42 . The Bonferroni correction without accounting for interoutcome correlation would yield an adjusted p-value of .001. However, in the case of correlated outcome variables, the mean correlation between variables can be included as a parameter in the Bonferroni adjustment (simple interactive statistical analyses; Sankoh et al. 1997). A mean correlation of 0 would yield the full Bonferroni adjustment, whereas a mean correlation of 1 would mean no adjustment. A less restrictive test than the Bonferroni adjustment would be the use of false discovery rate (FDR) techniques (Anderson 2008).

43 . Fat consumption and household diet diversity are only robust to the Bonferroni correction for the Zap-Mobile pairwise comparison.

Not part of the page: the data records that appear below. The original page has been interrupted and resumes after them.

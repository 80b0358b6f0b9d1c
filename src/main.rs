// Copyright 2026 Layne Penney
// SPDX-License-Identifier: AGPL-3.0-or-later

//! Switchyard main entry point - CLI and commands.

use std::path::Path;
use std::sync::Arc;
use std::time::Duration;

use clap::{Parser, Subcommand, ValueEnum};
use colored::Colorize;
use indicatif::{ProgressBar, ProgressStyle};

use switchyard::agents::{AgentRegistry, AgentSettings};
use switchyard::chat::{ProgressStatus, ResponseContent, ResponseEvent};
use switchyard::config::{self, CliOptions, ResolvedConfig};
use switchyard::gateway::{build_gateway, remote_catalog};
use switchyard::prompts::PromptService;
use switchyard::recording::{
    NullRecorder, RecordedInteraction, RecordingStore, SharedRecorder, SqliteRecorder,
};
use switchyard::service::ChatService;
use switchyard::telemetry::{init_telemetry, CorrelationId, TelemetryConfig, GLOBAL_METRICS};
use switchyard::types::LanguageModel;

/// Switchyard - routes chat requests to specialized AI agents.
#[derive(Parser)]
#[command(name = "switchyard")]
#[command(author, version, about = "Routes chat requests to specialized AI agents", long_about = None)]
struct Cli {
    /// Language model backend
    #[arg(short, long, env = "SWITCHYARD_PROVIDER")]
    provider: Option<Provider>,

    /// Default model id
    #[arg(short, long, env = "SWITCHYARD_MODEL")]
    model: Option<String>,

    /// Base URL for the API
    #[arg(long, env = "SWITCHYARD_BASE_URL")]
    base_url: Option<String>,

    /// Show info-level logs
    #[arg(short = 'v', long)]
    verbose: bool,

    /// Show debug output
    #[arg(long)]
    debug: bool,

    #[command(subcommand)]
    command: Commands,
}

/// Available language model backends.
#[derive(Debug, Clone, Copy, ValueEnum)]
enum Provider {
    /// OpenAI - GPT models
    Openai,
    /// Ollama - Local models
    Ollama,
    /// Any OpenAI-compatible endpoint
    OpenaiCompatible,
}

impl std::fmt::Display for Provider {
    fn fmt(&self, f: &mut std::fmt::Formatter<'_>) -> std::fmt::Result {
        match self {
            Provider::Openai => write!(f, "openai"),
            Provider::Ollama => write!(f, "ollama"),
            Provider::OpenaiCompatible => write!(f, "openai-compatible"),
        }
    }
}

#[derive(Subcommand)]
enum Commands {
    /// Send one chat message and print the response
    Ask {
        /// Address an agent directly instead of letting the orchestrator route
        #[arg(short, long)]
        agent: Option<String>,

        /// Do not record routing interactions
        #[arg(long)]
        no_record: bool,

        /// Print a metrics report afterwards
        #[arg(long)]
        metrics: bool,

        /// Message text
        #[arg(required = true)]
        text: Vec<String>,
    },

    /// List registered agents
    Agents,

    /// Inspect language models
    Models {
        #[command(subcommand)]
        action: Option<ModelsAction>,
    },

    /// Show recorded routing interactions
    Recordings {
        /// Maximum number of interactions to show
        #[arg(short, long, default_value_t = 10)]
        limit: usize,

        /// Show a single interaction by correlation id
        #[arg(long)]
        id: Option<String>,
    },

    /// Show or create configuration
    Config {
        #[command(subcommand)]
        action: Option<ConfigAction>,
    },
}

#[derive(Subcommand)]
enum ModelsAction {
    /// Models registered in the gateway and their purposes
    List,
    /// Models installed on the local Ollama host
    Local,
    /// Models served by the configured OpenAI-compatible endpoint
    Remote,
}

#[derive(Subcommand)]
enum ConfigAction {
    /// Show the merged configuration
    Show,
    /// Write an example .switchyard.json
    Init,
}

#[tokio::main]
async fn main() -> anyhow::Result<()> {
    let cli = Cli::parse();
    let workspace_root = std::env::current_dir()?;

    if let Commands::Config {
        action: Some(ConfigAction::Init),
    } = cli.command
    {
        let path = config::init_config(&workspace_root, None)?;
        println!("Created config file: {}", path.display());
        return Ok(());
    }

    let no_record = matches!(cli.command, Commands::Ask { no_record: true, .. });
    let log_level = if cli.debug {
        Some("debug".to_string())
    } else if cli.verbose {
        Some("info".to_string())
    } else {
        None
    };
    let cli_options = CliOptions {
        provider: cli.provider.map(|p| p.to_string()),
        model: cli.model,
        base_url: cli.base_url,
        no_record,
        log_level,
    };

    let root = config::find_workspace_root(&workspace_root).unwrap_or(workspace_root);
    let config = config::load_config(&root, cli_options)?;

    let telemetry = TelemetryConfig::default().with_level_name(&config.log_level);
    let _guard = init_telemetry(&telemetry)?;

    match cli.command {
        Commands::Ask {
            agent,
            metrics,
            text,
            ..
        } => {
            let text = text.join(" ");
            let text = match agent {
                Some(agent) => format!("@{} {}", agent, text),
                None => text,
            };
            handle_ask(&config, &root, &text).await?;
            if metrics {
                eprintln!("\n{}", GLOBAL_METRICS.snapshot().format_report().dimmed());
            }
            Ok(())
        }
        Commands::Agents => handle_agents(&config).await,
        Commands::Models { action } => handle_models(&config, action).await,
        Commands::Recordings { limit, id } => handle_recordings(&config, &root, limit, id),
        Commands::Config { .. } => {
            println!("{}", serde_json::to_string_pretty(&config)?);
            Ok(())
        }
    }
}

async fn build_service(
    config: &ResolvedConfig,
    recorder: SharedRecorder,
) -> anyhow::Result<ChatService> {
    let (gateway, _ollama) = build_gateway(config).await?;
    let prompts = Arc::new(PromptService::with_builtins().await);
    let settings = AgentSettings {
        fallback_agent_id: config.fallback_agent.clone(),
        disabled_agents: config.disabled_agents.clone(),
    };
    let registry = AgentRegistry::with_defaults(gateway, prompts, recorder, &settings).await?;
    Ok(ChatService::new(registry, &config.default_agent))
}

async fn handle_ask(config: &ResolvedConfig, root: &Path, text: &str) -> anyhow::Result<()> {
    let sqlite = if config.recording_enabled {
        Some(Arc::new(SqliteRecorder::open(&config.recording_path_in(root))?))
    } else {
        None
    };
    let recorder: SharedRecorder = match &sqlite {
        Some(recorder) => recorder.clone(),
        None => Arc::new(NullRecorder),
    };

    let service = build_service(config, recorder).await?;
    let mut handle = service.send_request(service.create_session(), text).await;

    let spinner = ProgressBar::new_spinner();
    spinner.set_style(ProgressStyle::with_template("{spinner:.cyan} {msg}")?);
    spinner.set_message("Thinking...");
    spinner.enable_steady_tick(Duration::from_millis(80));

    let mut failure = None;
    while let Some(event) = handle.next_event().await {
        match event {
            ResponseEvent::Content(ResponseContent::Text(delta)) => {
                spinner.finish_and_clear();
                print!("{}", delta);
            }
            ResponseEvent::Content(ResponseContent::Informational(note)) => {
                spinner.suspend(|| print!("{}", note.dimmed()));
            }
            ResponseEvent::Progress(progress) => match progress.status {
                ProgressStatus::InProgress => spinner.set_message(progress.content),
                ProgressStatus::Failed => {
                    spinner.suspend(|| eprintln!("{} {}", "!".yellow(), progress.content))
                }
                ProgressStatus::Completed => {}
            },
            ResponseEvent::AgentChanged { from, to } => {
                tracing::debug!(%from, %to, "Response reassigned");
            }
            ResponseEvent::Completed => break,
            ResponseEvent::Failed(reason) => {
                failure = Some(reason);
                break;
            }
        }
    }
    spinner.finish_and_clear();

    let lagged = handle.skipped_events() > 0;
    let response = handle.wait().await?;
    println!();
    if lagged {
        println!("{}\n{}", "--- full response ---".dimmed(), response.text());
    }
    if let Some(reason) = failure {
        eprintln!("{}", reason.red());
    } else {
        eprintln!("{}", format!("answered by @{}", response.agent_id()).dimmed());
    }

    if let Some(recorder) = sqlite {
        recorder.shutdown();
    }
    Ok(())
}

async fn handle_agents(config: &ResolvedConfig) -> anyhow::Result<()> {
    let service = build_service(config, Arc::new(NullRecorder)).await?;
    for agent in service.registry().get_agents().await {
        let marker = if agent.id() == service.default_agent_id() {
            " (default)".green().to_string()
        } else {
            String::new()
        };
        println!("{}{}", format!("@{}", agent.id()).bright_white().bold(), marker);
        println!("  {}", agent.description().dimmed());
    }
    Ok(())
}

async fn handle_models(
    config: &ResolvedConfig,
    action: Option<ModelsAction>,
) -> anyhow::Result<()> {
    let (gateway, ollama) = build_gateway(config).await?;
    match action.unwrap_or(ModelsAction::List) {
        ModelsAction::List => {
            println!("{}", "Registered models".bright_blue().bold());
            for id in gateway.models().await {
                let name = match gateway.get_model(&id).await {
                    Some(model) => format!("{} {}", model.name(), model.model()),
                    None => String::new(),
                };
                println!("  {} [{}]", id.bright_white(), name);
            }
            let mut purposes: Vec<_> = config.purposes.iter().collect();
            purposes.sort();
            for (purpose, model_id) in purposes {
                println!("  {} -> {}", purpose.cyan(), model_id);
            }
        }
        ModelsAction::Remote => {
            let catalog = remote_catalog(config)?;
            println!("{}", format!("Models served by {}", catalog.name()).bright_blue().bold());
            let mut models = catalog.list_models().await?;
            models.sort_by(|a, b| a.id.cmp(&b.id));
            for model in models {
                println!("  {}", model.id.bright_white());
            }
        }
        ModelsAction::Local => {
            let host = ollama.host().unwrap_or_default();
            println!("{}", format!("Ollama models on {}", host).bright_blue().bold());
            for model in ollama.list_local_models().await? {
                match model.size_bytes {
                    Some(size) => println!("  {} ({} MB)", model.id.bright_white(), size / 1_000_000),
                    None => println!("  {}", model.id.bright_white()),
                }
            }
        }
    }
    Ok(())
}

fn handle_recordings(
    config: &ResolvedConfig,
    root: &Path,
    limit: usize,
    id: Option<String>,
) -> anyhow::Result<()> {
    let path = config.recording_path_in(root);
    if !path.exists() {
        println!("No recordings at {}", path.display());
        return Ok(());
    }
    let store = RecordingStore::open_at(&path)?;

    match id {
        Some(id) => {
            let correlation_id: CorrelationId = id.parse()?;
            match store.find_interaction(&correlation_id)? {
                Some(interaction) => print_interaction(&interaction, true),
                None => println!("No interaction {}", correlation_id),
            }
        }
        None => {
            let interactions = store.list_interactions(limit)?;
            println!(
                "{}",
                format!("{} of {} interactions", interactions.len(), store.count()?)
                    .bright_blue()
                    .bold()
            );
            for interaction in &interactions {
                print_interaction(interaction, false);
            }
        }
    }
    Ok(())
}

fn print_interaction(interaction: &RecordedInteraction, full: bool) {
    let request = &interaction.request;
    let when = chrono::DateTime::from_timestamp_millis(request.timestamp)
        .map(|t| t.format("%Y-%m-%d %H:%M:%S").to_string())
        .unwrap_or_default();
    println!(
        "{} {} {}",
        request.correlation_id.to_string().yellow(),
        when.dimmed(),
        format!("@{}", request.agent_id).bright_white()
    );

    if full {
        if let Some(ref prompt) = request.system_prompt {
            println!("{}\n{}", "system:".cyan(), prompt);
        }
        for message in &request.messages {
            println!("{}\n{}", format!("{}:", message.role.as_str()).cyan(), message.content);
        }
    }

    match &interaction.response {
        Some(response) => println!("  -> {}", response.response),
        None => println!("  -> {}", "(no response)".dimmed()),
    }
}
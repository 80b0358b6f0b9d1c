// Copyright 2026 Layne Penney
// SPDX-License-Identifier: AGPL-3.0-or-later

//! Interaction recording.
//!
//! Every routing decision is recorded as a [`RequestRecord`] (what was sent to
//! the model) and a [`ResponseRecord`] (what came back), linked by one
//! [`CorrelationId`]. Recording never fails the caller: implementations log
//! problems and move on.
//!
//! - [`InMemoryRecorder`] keeps records in memory for replay and tests.
//! - [`SqliteRecorder`] hands records to a background thread that writes them
//!   to a [`RecordingStore`].

mod storage;
mod writer;

pub use storage::{RecordingStore, SCHEMA_VERSION};
pub use writer::SqliteRecorder;

use serde::{Deserialize, Serialize};
use std::sync::{Arc, Mutex};

use crate::telemetry::CorrelationId;
use crate::types::Message;

/// What an agent sent to the language model.
#[derive(Debug, Clone, PartialEq, Serialize, Deserialize)]
pub struct RequestRecord {
    pub agent_id: String,
    pub session_id: String,
    pub correlation_id: CorrelationId,
    pub messages: Vec<Message>,
    pub system_prompt: Option<String>,
    /// Unix epoch milliseconds.
    pub timestamp: i64,
}

impl RequestRecord {
    pub fn new(
        agent_id: impl Into<String>,
        session_id: impl Into<String>,
        correlation_id: CorrelationId,
        messages: Vec<Message>,
        system_prompt: Option<String>,
    ) -> Self {
        Self {
            agent_id: agent_id.into(),
            session_id: session_id.into(),
            correlation_id,
            messages,
            system_prompt,
            timestamp: chrono::Utc::now().timestamp_millis(),
        }
    }
}

/// The raw text a language model answered with.
#[derive(Debug, Clone, PartialEq, Serialize, Deserialize)]
pub struct ResponseRecord {
    pub agent_id: String,
    pub session_id: String,
    pub correlation_id: CorrelationId,
    pub response: String,
    /// Unix epoch milliseconds.
    pub timestamp: i64,
}

impl ResponseRecord {
    pub fn new(
        agent_id: impl Into<String>,
        session_id: impl Into<String>,
        correlation_id: CorrelationId,
        response: impl Into<String>,
    ) -> Self {
        Self {
            agent_id: agent_id.into(),
            session_id: session_id.into(),
            correlation_id,
            response: response.into(),
            timestamp: chrono::Utc::now().timestamp_millis(),
        }
    }
}

/// A request record and, once it arrived, its response.
#[derive(Debug, Clone, PartialEq, Serialize, Deserialize)]
pub struct RecordedInteraction {
    pub request: RequestRecord,
    pub response: Option<ResponseRecord>,
}

/// Sink for recorded interactions.
///
/// Calls must not block and must not fail the caller.
#[cfg_attr(test, mockall::automock)]
pub trait RecordingService: Send + Sync {
    fn record_request(&self, record: RequestRecord);
    fn record_response(&self, record: ResponseRecord);
}

/// Shared recorder handle.
pub type SharedRecorder = Arc<dyn RecordingService>;

/// Recorder that keeps everything in memory.
#[derive(Debug, Default)]
pub struct InMemoryRecorder {
    requests: Mutex<Vec<RequestRecord>>,
    responses: Mutex<Vec<ResponseRecord>>,
}

impl InMemoryRecorder {
    pub fn new() -> Self {
        Self::default()
    }

    pub fn requests(&self) -> Vec<RequestRecord> {
        self.requests.lock().unwrap_or_else(|e| e.into_inner()).clone()
    }

    pub fn responses(&self) -> Vec<ResponseRecord> {
        self.responses.lock().unwrap_or_else(|e| e.into_inner()).clone()
    }

    /// Look up an interaction by correlation id.
    pub fn interaction(&self, correlation_id: &CorrelationId) -> Option<RecordedInteraction> {
        let request = self
            .requests()
            .into_iter()
            .find(|r| &r.correlation_id == correlation_id)?;
        let response = self
            .responses()
            .into_iter()
            .find(|r| &r.correlation_id == correlation_id);
        Some(RecordedInteraction { request, response })
    }
}

impl RecordingService for InMemoryRecorder {
    fn record_request(&self, record: RequestRecord) {
        self.requests
            .lock()
            .unwrap_or_else(|e| e.into_inner())
            .push(record);
    }

    fn record_response(&self, record: ResponseRecord) {
        self.responses
            .lock()
            .unwrap_or_else(|e| e.into_inner())
            .push(record);
    }
}

/// Recorder that drops everything. Used for `--no-record`.
#[derive(Debug, Default, Clone, Copy)]
pub struct NullRecorder;

impl RecordingService for NullRecorder {
    fn record_request(&self, _record: RequestRecord) {}
    fn record_response(&self, _record: ResponseRecord) {}
}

44 . For a discussion of the potential impact of m-money on the velocity of money and inflation, see Jack, Suri, and Townsend (2010).

45 . The regression estimated in table A7 is as follows: ln(pij,t) = α + β1Zapj,t + β2Cashj,t + θt + θj + ϵij,t, where ln(pij,t) is the log price of agricultural good i in market j at week t; Zapj,t is an indicator variable equal to 1 if a village within a 10 kilometers radius of the market received a transfer via zap during week t, 0 otherwise; Cashj,t is an indicator variable equal to 1 if a village within a 10 kilometers radius of the market received a manual cash transfer during week t, 0 otherwise; θt represents a full set of time fixed effects, either monthly or weekly, whereas θj is a set of market-level fixed effects, which capture market characteristics. Standard errors are clustered at the market level.

46 . While the results in table A7 suggest that markets were able to respond to increased demand, these results show relative changes in prices only. Welfare could have decreased on these markets due to the cash transfer if the influx of cash increased prices higher than average prices during this period of year. This requires a comparison of average prices on these markets during the previous (nondrought) marketing season, which we do not have.

47 . The one difference was for retail rice prices: the presence of a Zap transfer during a particular week increased rice prices by 2%, with a statistically significant difference between the electronic and manual cash transfer mechanisms. This is consistent with the finding that Zap households were more likely to purchase other cereals. Given the price of a bag of millet, households typically purchased small quantities (e.g., 1 kilogram) of rice. Rice is not produced in these areas of Niger, so the increase in rice prices could not have increased incentives to produce rice.

48 . The initial investment costs of the Zap program included expenses for identifying program recipients, purchasing mobile phones, and training recipients in how to use them, the latter two of which were for the Zap intervention only. Variable costs for the manual cash distributions included transport and security, as well as costs associated with counting the cash into individual envelopes. Equivalent variable costs for the m-transfer mechanism included the fees associated with making the transfers and staff time in managing the transfer process. The key variable costs for the Zap intervention included the transfer cost to the program recipients and program recipients’ withdrawal fees.

49 . The annual per-recipient costs of cash transfer programs in sub-Saharan Africa range from US$7 (Malawi) to US$35 (Ethiopia; Arnold et al. 2011).

50 . The comparison focuses on the cost to Concern Worldwide for implementing the program, rather than to the private sector (such as the cost of maintaining the agent network, which was managed solely by the mobile phone operator). While this might omit some important costs, this is fairly standard; e.g., most electronic transfer programs do not compare the costs for maintaining a banking sector or SmartCards infrastructure after the initial investment.

51 . For example, countries in the West Africa region have some of the lowest educational indicators in the world, and less than 10% of individuals had used mobile money in 2012, ranging from 1% to 2% in Togo and Ghana to 19% in Liberia (Demirguc-Kunt and Klapper 2012).